[Stored data entries]

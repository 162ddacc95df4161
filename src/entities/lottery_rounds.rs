use chrono::{DateTime, NaiveDate, Utc};
use sea_orm::FromJsonQueryResult;
use sea_orm::entity::prelude::*;
use serde::{Deserialize, Serialize};

/// 开奖号码列表（JSONB，已补零为三位）
#[derive(Clone, Debug, PartialEq, Eq, Default, Serialize, Deserialize, FromJsonQueryResult)]
pub struct WinningNumberList(pub Vec<String>);

/// 中奖快照（JSONB）
/// 开奖时冻结用户与帖子的展示字段，之后用户改名或删帖都不影响历史记录
#[derive(Clone, Debug, PartialEq, Eq, Serialize, Deserialize)]
pub struct WinnerEntry {
    pub user_id: i64,
    pub username: String,
    pub phone: String,
    pub email: Option<String>,
    pub post_id: i64,
    pub post_identifier: String,
    pub post_title: String,
}

#[derive(Clone, Debug, PartialEq, Eq, Default, Serialize, Deserialize, FromJsonQueryResult)]
pub struct WinnerList(pub Vec<WinnerEntry>);

#[derive(Clone, Debug, PartialEq, DeriveEntityModel, Eq)]
#[sea_orm(table_name = "lottery_rounds")]
pub struct Model {
    #[sea_orm(primary_key)]
    pub id: i64,
    pub draw_date: NaiveDate,
    #[sea_orm(column_type = "JsonBinary")]
    pub winning_numbers: WinningNumberList,
    /// 开奖前为 true，开奖成功后永久为 false
    pub is_active: bool,
    #[sea_orm(column_type = "JsonBinary")]
    pub winners: WinnerList,
    pub created_at: Option<DateTime<Utc>>,
    pub drawn_at: Option<DateTime<Utc>>,
}

#[derive(Copy, Clone, Debug, EnumIter, DeriveRelation)]
pub enum Relation {}

impl ActiveModelBehavior for ActiveModel {}
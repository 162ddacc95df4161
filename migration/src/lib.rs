pub use sea_orm_migration::prelude::*;

mod m20261001_000001_create_users_and_posts;
mod m20261002_000001_add_lottery_rounds;

pub struct Migrator;

#[async_trait::async_trait]
impl MigratorTrait for Migrator {
    fn migrations() -> Vec<Box<dyn MigrationTrait>> {
        vec![
            Box::new(m20261001_000001_create_users_and_posts::Migration),
            Box::new(m20261002_000001_add_lottery_rounds::Migration),
        ]
    }
}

[What is required]: Note each line of the entries that has "WinningNumberList" in it, and copy those lines.

[Worked solution]:
pub struct WinningNumberList(pub Vec<String>);
    pub winning_numbers: WinningNumberList,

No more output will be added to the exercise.